1903 war die Musikergewerkschaft (American Federation of Musicians of the United States and Canada) erstmals gezwungen, auch Musikerinnen, die Orchesterinstrumente spielten, in ihre Organisation aufzunehmen. In der Gewerkschaft in New York gab es zu diesem Zeitpunkt lediglich 31 Frauen (0,69%) im Verhältnis zu 4.469 Männern. Trotz dieses Gesetzes wurden erst Mitte der 1920er Jahre die ersten Musikerinnen – in der Regel waren es Harfenistinnen – in Spitzenorchestern aufgenommen. So kam es weiterhin zur Gründung von Damenorchestern und -kapellen, damit die Musikerinnen, die in „normalen“ (Männer)Orchestern nicht spielen durften bzw. unterkamen, sich dort ihren Lebensunterhalt erspielen konnten.

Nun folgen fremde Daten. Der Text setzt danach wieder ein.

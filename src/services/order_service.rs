// src/services/order_service.rs

use rust_decimal::Decimal;
use std::collections::HashSet;
use std::sync::Arc;
use uuid::Uuid;

use crate::{
    common::{
        error::{AppError, Resource},
        format::{format_date, format_price},
    },
    db::OrderStore,
    models::order::{Order, OrderColumn, OrderDetail, OrderLineRow},
};

#[derive(Clone)]
pub struct OrderService {
    store: Arc<dyn OrderStore>,
}

impl OrderService {
    pub fn new(store: Arc<dyn OrderStore>) -> Self {
        Self { store }
    }

    /// Cria um pedido não pago com um item por produto informado.
    /// Ids repetidos viram itens separados.
    pub async fn checkout(&self, store_id: Uuid, product_ids: &[Uuid]) -> Result<OrderDetail, AppError> {
        let mut tx = self.store.begin().await?;

        let wanted: HashSet<Uuid> = product_ids.iter().copied().collect();
        let unique: Vec<Uuid> = wanted.iter().copied().collect();
        let found = tx.existing_product_ids(store_id, &unique).await?;
        ensure_all_found(&wanted, &found)?;

        let order = tx.create_order(store_id).await?;

        let mut items = Vec::with_capacity(product_ids.len());
        for product_id in product_ids {
            items.push(tx.add_item(order.id, *product_id).await?);
        }

        tx.commit().await?;

        tracing::info!("🧾 Pedido {} criado na loja {} com {} itens.", order.id, store_id, items.len());
        Ok(OrderDetail { order, items })
    }

    /// Marca o pedido como pago e arquiva os produtos vendidos, tudo ou nada.
    /// Pedido já pago não é alterado de novo.
    pub async fn pay(
        &self,
        store_id: Uuid,
        order_id: Uuid,
        phone: &str,
        address: &str,
    ) -> Result<Order, AppError> {
        let mut tx = self.store.begin().await?;

        let Some(order) = tx.mark_paid(store_id, order_id, phone, address).await? else {
            return match tx.find_order(store_id, order_id).await? {
                Some(_) => Err(AppError::ResourceInUse(Resource::Order)),
                None => Err(AppError::NotFound(Resource::Order)),
            };
        };

        let product_ids = tx.item_product_ids(order_id).await?;
        let archived = tx.archive_products(store_id, &product_ids).await?;

        tx.commit().await?;

        tracing::info!("💰 Pedido {} pago; {} produtos arquivados.", order.id, archived);
        Ok(order)
    }

    pub async fn list_columns(&self, store_id: Uuid) -> Result<Vec<OrderColumn>, AppError> {
        let rows = self.store.list_lines(store_id).await?;
        Ok(group_order_rows(rows))
    }
}

/// Todo id pedido precisa existir na loja.
fn ensure_all_found(wanted: &HashSet<Uuid>, found: &[Uuid]) -> Result<(), AppError> {
    let found: HashSet<&Uuid> = found.iter().collect();
    if wanted.iter().all(|id| found.contains(id)) {
        Ok(())
    } else {
        Err(AppError::NotFound(Resource::Product))
    }
}

/// Uma linha formatada por pedido; o total usa o preço atual dos produtos.
pub(crate) fn group_order_rows(rows: Vec<OrderLineRow>) -> Vec<OrderColumn> {
    struct Pending {
        row: OrderLineRow,
        names: Vec<String>,
        total: Decimal,
    }

    let mut pending: Vec<Pending> = Vec::new();

    for row in rows {
        let name = row.product_name.clone();
        let price = row.price.unwrap_or(Decimal::ZERO);

        match pending.last_mut() {
            Some(current) if current.row.id == row.id => {
                current.names.extend(name);
                current.total += price;
            }
            _ => pending.push(Pending {
                names: name.into_iter().collect(),
                total: price,
                row,
            }),
        }
    }

    pending
        .into_iter()
        .map(|p| OrderColumn {
            id: p.row.id,
            phone: p.row.phone,
            address: p.row.address,
            products: p.names.join(", "),
            total_price: format_price(p.total),
            is_paid: p.row.is_paid,
            created_at: format_date(p.row.created_at),
        })
        .collect()
}

#[cfg(test)]
mod tests {
    use super::*;
    use crate::db::order_repo::OrderTransaction;
    use crate::models::order::OrderItem;
    use async_trait::async_trait;
    use chrono::{TimeZone, Utc};
    use std::collections::HashMap;
    use std::str::FromStr;
    use std::sync::Mutex;

    fn line(id: Uuid, product: Option<(&str, &str)>) -> OrderLineRow {
        OrderLineRow {
            id,
            phone: "555-0100".into(),
            address: "Rua A, 1".into(),
            is_paid: true,
            created_at: Utc.with_ymd_and_hms(2026, 10, 16, 9, 30, 0).unwrap(),
            product_name: product.map(|(n, _)| n.to_string()),
            price: product.map(|(_, p)| Decimal::from_str(p).unwrap()),
        }
    }

    #[test]
    fn order_rows_join_product_names_and_sum_prices() {
        let id = Uuid::new_v4();
        let columns = group_order_rows(vec![
            line(id, Some(("Basic tee", "10.00"))),
            line(id, Some(("Cap", "5.50"))),
        ]);

        assert_eq!(columns.len(), 1);
        assert_eq!(columns[0].products, "Basic tee, Cap");
        assert_eq!(columns[0].total_price, "$15.50");
        assert_eq!(columns[0].created_at, "October 16th, 2026");
    }

    #[test]
    fn each_order_gets_its_own_row_in_query_order() {
        let (a, b) = (Uuid::new_v4(), Uuid::new_v4());
        let columns = group_order_rows(vec![
            line(a, Some(("Tee", "1.00"))),
            line(b, None),
        ]);

        assert_eq!(columns.iter().map(|c| c.id).collect::<Vec<_>>(), vec![a, b]);
        assert_eq!(columns[1].products, "");
        assert_eq!(columns[1].total_price, "$0.00");
    }

    #[test]
    fn every_requested_product_must_be_found() {
        let (a, b) = (Uuid::new_v4(), Uuid::new_v4());
        let wanted: HashSet<Uuid> = [a, b].into_iter().collect();

        assert!(ensure_all_found(&wanted, &[b, a]).is_ok());
        assert!(matches!(
            ensure_all_found(&wanted, &[a]),
            Err(AppError::NotFound(Resource::Product))
        ));
    }

    #[test]
    fn repeated_ids_need_to_be_found_once() {
        let a = Uuid::new_v4();
        let wanted: HashSet<Uuid> = [a, a, a].into_iter().collect();

        assert!(ensure_all_found(&wanted, &[a]).is_ok());
    }

    // --- Banco em memória ---

    #[derive(Debug, Clone, Default)]
    struct Tables {
        // produto -> (loja, arquivado)
        products: HashMap<Uuid, (Uuid, bool)>,
        orders: Vec<Order>,
        items: Vec<OrderItem>,
    }

    #[derive(Default)]
    struct InMemoryOrders {
        committed: Arc<Mutex<Tables>>,
    }

    impl InMemoryOrders {
        fn product(&self, store_id: Uuid) -> Uuid {
            let id = Uuid::new_v4();
            self.committed.lock().unwrap().products.insert(id, (store_id, false));
            id
        }

        fn snapshot(&self) -> Tables {
            self.committed.lock().unwrap().clone()
        }
    }

    // Trabalha numa cópia; só o commit publica.
    struct InMemoryTx {
        staged: Tables,
        committed: Arc<Mutex<Tables>>,
    }

    #[async_trait]
    impl OrderStore for InMemoryOrders {
        async fn begin(&self) -> Result<Box<dyn OrderTransaction>, AppError> {
            Ok(Box::new(InMemoryTx {
                staged: self.snapshot(),
                committed: self.committed.clone(),
            }))
        }

        async fn list_lines(&self, _store_id: Uuid) -> Result<Vec<OrderLineRow>, AppError> {
            Ok(Vec::new())
        }
    }

    #[async_trait]
    impl OrderTransaction for InMemoryTx {
        async fn existing_product_ids(&mut self, store_id: Uuid, ids: &[Uuid]) -> Result<Vec<Uuid>, AppError> {
            Ok(ids
                .iter()
                .copied()
                .filter(|id| matches!(self.staged.products.get(id), Some((s, _)) if *s == store_id))
                .collect())
        }

        async fn create_order(&mut self, store_id: Uuid) -> Result<Order, AppError> {
            let now = Utc::now();
            let order = Order {
                id: Uuid::new_v4(),
                store_id,
                is_paid: false,
                phone: String::new(),
                address: String::new(),
                created_at: now,
                updated_at: now,
            };
            self.staged.orders.push(order.clone());
            Ok(order)
        }

        async fn add_item(&mut self, order_id: Uuid, product_id: Uuid) -> Result<OrderItem, AppError> {
            let item = OrderItem { id: Uuid::new_v4(), order_id, product_id };
            self.staged.items.push(item.clone());
            Ok(item)
        }

        async fn find_order(&mut self, store_id: Uuid, order_id: Uuid) -> Result<Option<Order>, AppError> {
            Ok(self
                .staged
                .orders
                .iter()
                .find(|o| o.store_id == store_id && o.id == order_id)
                .cloned())
        }

        async fn mark_paid(
            &mut self,
            store_id: Uuid,
            order_id: Uuid,
            phone: &str,
            address: &str,
        ) -> Result<Option<Order>, AppError> {
            let Some(order) = self
                .staged
                .orders
                .iter_mut()
                .find(|o| o.store_id == store_id && o.id == order_id && !o.is_paid)
            else {
                return Ok(None);
            };
            order.is_paid = true;
            order.phone = phone.to_string();
            order.address = address.to_string();
            Ok(Some(order.clone()))
        }

        async fn item_product_ids(&mut self, order_id: Uuid) -> Result<Vec<Uuid>, AppError> {
            Ok(self
                .staged
                .items
                .iter()
                .filter(|i| i.order_id == order_id)
                .map(|i| i.product_id)
                .collect())
        }

        async fn archive_products(&mut self, store_id: Uuid, ids: &[Uuid]) -> Result<u64, AppError> {
            let mut archived = 0;
            for (id, (owner, is_archived)) in self.staged.products.iter_mut() {
                if *owner == store_id && ids.contains(id) {
                    *is_archived = true;
                    archived += 1;
                }
            }
            Ok(archived)
        }

        async fn commit(self: Box<Self>) -> Result<(), AppError> {
            *self.committed.lock().unwrap() = self.staged;
            Ok(())
        }
    }

    fn service_over(db: &Arc<InMemoryOrders>) -> OrderService {
        OrderService::new(db.clone())
    }

    #[tokio::test]
    async fn checkout_keeps_one_item_per_requested_id() {
        let db = Arc::new(InMemoryOrders::default());
        let store = Uuid::new_v4();
        let (tee, cap) = (db.product(store), db.product(store));

        let detail = service_over(&db).checkout(store, &[tee, cap, tee]).await.unwrap();

        assert!(!detail.order.is_paid);
        let ids: Vec<Uuid> = detail.items.iter().map(|i| i.product_id).collect();
        assert_eq!(ids, vec![tee, cap, tee]);
        assert_eq!(db.snapshot().items.len(), 3);
    }

    #[tokio::test]
    async fn checkout_rejects_products_of_another_store_without_writing() {
        let db = Arc::new(InMemoryOrders::default());
        let (store, other) = (Uuid::new_v4(), Uuid::new_v4());
        let own = db.product(store);
        let foreign = db.product(other);

        let err = service_over(&db).checkout(store, &[own, foreign]).await.unwrap_err();
        assert!(matches!(err, AppError::NotFound(Resource::Product)));

        let err = service_over(&db).checkout(store, &[Uuid::new_v4()]).await.unwrap_err();
        assert!(matches!(err, AppError::NotFound(Resource::Product)));

        let tables = db.snapshot();
        assert!(tables.orders.is_empty());
        assert!(tables.items.is_empty());
    }

    #[tokio::test]
    async fn paying_archives_the_ordered_products_only() {
        let db = Arc::new(InMemoryOrders::default());
        let store = Uuid::new_v4();
        let (sold, kept) = (db.product(store), db.product(store));
        let svc = service_over(&db);

        let detail = svc.checkout(store, &[sold]).await.unwrap();
        let paid = svc.pay(store, detail.order.id, "555-0100", "Rua A, 1").await.unwrap();

        assert!(paid.is_paid);
        assert_eq!(paid.phone, "555-0100");
        let tables = db.snapshot();
        assert_eq!(tables.products[&sold], (store, true));
        assert_eq!(tables.products[&kept], (store, false));
        assert!(tables.orders[0].is_paid);
    }

    #[tokio::test]
    async fn paid_order_cannot_be_paid_again() {
        let db = Arc::new(InMemoryOrders::default());
        let store = Uuid::new_v4();
        let product = db.product(store);
        let svc = service_over(&db);

        let detail = svc.checkout(store, &[product]).await.unwrap();
        svc.pay(store, detail.order.id, "555-0100", "Rua A, 1").await.unwrap();

        let err = svc.pay(store, detail.order.id, "555-9999", "Outra rua").await.unwrap_err();
        assert!(matches!(err, AppError::ResourceInUse(Resource::Order)));
        assert_eq!(db.snapshot().orders[0].phone, "555-0100");
    }

    #[tokio::test]
    async fn paying_unknown_or_foreign_order_is_not_found() {
        let db = Arc::new(InMemoryOrders::default());
        let (store, other) = (Uuid::new_v4(), Uuid::new_v4());
        let product = db.product(store);
        let svc = service_over(&db);
        let detail = svc.checkout(store, &[product]).await.unwrap();

        let err = svc.pay(other, detail.order.id, "1", "a").await.unwrap_err();
        assert!(matches!(err, AppError::NotFound(Resource::Order)));

        let err = svc.pay(store, Uuid::new_v4(), "1", "a").await.unwrap_err();
        assert!(matches!(err, AppError::NotFound(Resource::Order)));
        assert!(!db.snapshot().products[&product].1);
    }
}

Obwohl es in den 1920er Jahren noch immer so gut wie keine Stellen für Frauen in sinfonischen Orchestern gab, fanden viele Musikerinnen ein neues Beschäftigungsfeld. Sie wurden nicht nur – als werbewirksames Mittel – für Damenkapellen bzw. in Bierhallen und Vaudeville engagiert, sondern spielten auch in den neu entstehenden Kinotheaterorchestern mit. Im Jahr 1925 beschloss dann allerdings die Musikergewerkschaft, dass sämtliche Theater nur mehr Mitglieder der Gewerkschaft beschäftigen durften und diese dafür einen Tarif von $52 pro Woche zu erhalten hatten. Dieser Beschluss wirkte sich für die Frauen im Orchester katastrophal aus, weil es auch in den Orchestern – wie eben im gesamten Erwerbsleben auch – unterschiedliche Entlohnung von Musikerinnen und Musikern gab. Die Manager der Theater erklärten, dass sie, wenn sie so ein hohes Gehalt zahlen müssten, dann aber nur Männer engagieren würden, um ein „gutes Orchester“ zu haben. Ganz plötzlich also verloren viele Musikerinnen ihre Stellen, was 1925 zur Gründung des Woman’s Symphony Orchestra of Chicago (WSOC) führte, um Frauen die Möglichkeit zu geben, „to overcome the handicap of being barred from established orchestras because of their sex.“ (zit. n. Dempf 2006)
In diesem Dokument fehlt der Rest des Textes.